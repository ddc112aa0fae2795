//! ==============================================================================
//! hub.rs - broadcast hub for live viewer connections
//! ==============================================================================
//!
//! purpose:
//!     holds every live viewer connection and fans one snapshot out to all of
//!     them. the snapshot is serialized once; each connection gets the same
//!     text frame.
//!
//! failure model:
//!     a connection that is not open, or whose send fails or outlives the send
//!     timeout, is dropped from the registry. the other connections still get the frame and the caller of
//!     broadcast never sees the error.
//!
//! locking:
//!     the registry lock is only held to copy the current connection list or
//!     to insert/remove. it is never held across network i/o.
//!
//! ```text
//!     broadcast ──► lock ─► copy Arc list ─► unlock
//!                                │
//!              ┌─────────────────┼─────────────────┐
//!              ▼                 ▼                 ▼
//!           send #1           send #2           send #3     (joined, each bounded)
//!              │                 │                 ✗ ─► remove(#3)
//! ```
//!
//! relationships:
//!     - fed by: sampler.rs (SnapshotSink)
//!     - populated by: server.rs (register on accept, remove on close)
//!
//! ==============================================================================

use std::collections::HashMap;
use std::future::Future;
use std::sync::{Arc, Mutex, MutexGuard};
use std::time::Duration;

use futures::future::join_all;
use uuid::Uuid;

use crate::domain::{ControlMessage, Snapshot};
use crate::error::{Result, TelemetryError};
use crate::sampler::SnapshotSink;

pub type ConnectionId = Uuid;

/// one live duplex channel to a viewer
pub trait Connection: Send + Sync + 'static {
    fn is_open(&self) -> bool;

    /// send one text frame
    fn send_text(&self, text: &str) -> impl Future<Output = Result<()>> + Send;

    /// send the close frame; resolves once it is written, not when the peer answers
    fn close(&self) -> impl Future<Output = Result<()>> + Send;
}

/// upper bound on one send to one viewer
pub const DEFAULT_SEND_TIMEOUT: Duration = Duration::from_secs(1);

pub struct Hub<C: Connection> {
    connections: Mutex<HashMap<ConnectionId, Arc<C>>>,
    send_timeout: Duration,
}

impl<C: Connection> Default for Hub<C> {
    fn default() -> Self {
        Self::with_send_timeout(DEFAULT_SEND_TIMEOUT)
    }
}

impl<C: Connection> Hub<C> {
    pub fn new() -> Self {
        Self::default()
    }

    pub fn with_send_timeout(send_timeout: Duration) -> Self {
        Self { connections: Mutex::new(HashMap::new()), send_timeout }
    }

    fn registry(&self) -> MutexGuard<'_, HashMap<ConnectionId, Arc<C>>> {
        // a panic elsewhere must not take the hub down with it
        self.connections.lock().unwrap_or_else(|poisoned| poisoned.into_inner())
    }

    pub fn register(&self, connection: Arc<C>) -> ConnectionId {
        let id = Uuid::new_v4();
        let total = {
            let mut registry = self.registry();
            registry.insert(id, connection);
            registry.len()
        };
        tracing::info!("[HUB] Viewer connected: {} ({} live)", id, total);
        id
    }

    /// drop a connection; returns false if it was already gone
    pub fn remove(&self, id: &ConnectionId) -> bool {
        let removed = self.registry().remove(id).is_some();
        if removed {
            tracing::info!("[HUB] Viewer removed: {}", id);
        }
        removed
    }

    pub fn connection_count(&self) -> usize {
        self.registry().len()
    }

    fn live_connections(&self) -> Vec<(ConnectionId, Arc<C>)> {
        self.registry().iter().map(|(id, c)| (*id, Arc::clone(c))).collect()
    }

    /// serialize once and send to every viewer; returns how many got it
    pub async fn broadcast(&self, snapshot: &Snapshot) -> usize {
        if snapshot.is_empty() {
            return 0;
        }
        match snapshot.to_wire() {
            Ok(frame) => self.publish(&frame).await,
            Err(e) => {
                tracing::error!("[HUB] Failed to serialize snapshot: {}", e);
                0
            }
        }
    }

    /// send a control payload (`{"message", "timestamp"}`) to every viewer
    pub async fn announce(&self, message: &str) -> usize {
        match serde_json::to_string(&ControlMessage::now(message)) {
            Ok(frame) => self.publish(&frame).await,
            Err(e) => {
                tracing::error!("[HUB] Failed to serialize message: {}", e);
                0
            }
        }
    }

    async fn publish(&self, frame: &str) -> usize {
        let targets = self.live_connections();
        if targets.is_empty() {
            tracing::debug!("[HUB] No viewers connected");
            return 0;
        }

        let (open, closed): (Vec<_>, Vec<_>) = targets.into_iter().partition(|(_, c)| c.is_open());
        for (id, _) in &closed {
            self.remove(id);
        }

        let bound = self.send_timeout;
        let sends: Vec<_> = open
            .iter()
            .map(|(id, connection)| async move {
                (*id, tokio::time::timeout(bound, connection.send_text(frame)).await)
            })
            .collect();
        let results = join_all(sends).await;

        let mut delivered = 0;
        for (id, result) in results {
            match result {
                Ok(Ok(())) => delivered += 1,
                Ok(Err(e)) => {
                    tracing::warn!("[HUB] Send to {} failed: {}", id, e);
                    self.remove(&id);
                }
                Err(_) => {
                    tracing::warn!("[HUB] Send to {} stalled for {:?}, dropping it", id, bound);
                    self.remove(&id);
                }
            }
        }

        tracing::trace!("[HUB] Frame sent to {} viewers", delivered);
        delivered
    }

    /// send a close frame to every connection, wait at most `timeout` for the
    /// frames to go out, then empty the registry.
    ///
    /// the peers' close replies are not awaited here; each socket's own read
    /// loop sees them and unregisters.
    pub async fn shutdown(&self, timeout: Duration) -> Result<()> {
        let targets = self.live_connections();
        tracing::info!("[HUB] Closing {} viewer connections...", targets.len());

        let closes: Vec<_> = targets
            .iter()
            .filter(|(_, c)| c.is_open())
            .map(|(id, c)| async move { (*id, c.close().await) })
            .collect();
        let closes = join_all(closes);

        let outcome = match tokio::time::timeout(timeout, closes).await {
            Ok(results) => {
                for (id, result) in results {
                    if let Err(e) = result {
                        tracing::warn!("[HUB] Close of {} failed: {}", id, e);
                    }
                }
                Ok(())
            }
            Err(_) => {
                tracing::warn!("[HUB] Close frames still pending after {:?}", timeout);
                Err(TelemetryError::ShutdownTimeout(timeout))
            }
        };

        self.registry().clear();
        tracing::info!("[HUB] All viewer connections closed");
        outcome
    }
}

impl<C: Connection> SnapshotSink for Hub<C> {
    async fn deliver(&self, snapshot: Snapshot) {
        self.broadcast(&snapshot).await;
    }
}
= = = = = = =
(WORK TO BE COMPLETED): Could you retype exactly the lines from the first one of the records through the line containing "outlives the send", both included, and nothing more?

(REPLY TO THE TASK):
repository ddc112aa0fae2795
//! ==============================================================================
//! hub.rs - broadcast hub for live viewer connections
//! ==============================================================================
//!
//! purpose:
//!     holds every live viewer connection and fans one snapshot out to all of
//!     them. the snapshot is serialized once; each connection gets the same
//!     text frame.
//!
//! failure model:
//!     a connection that is not open, or whose send fails or outlives the send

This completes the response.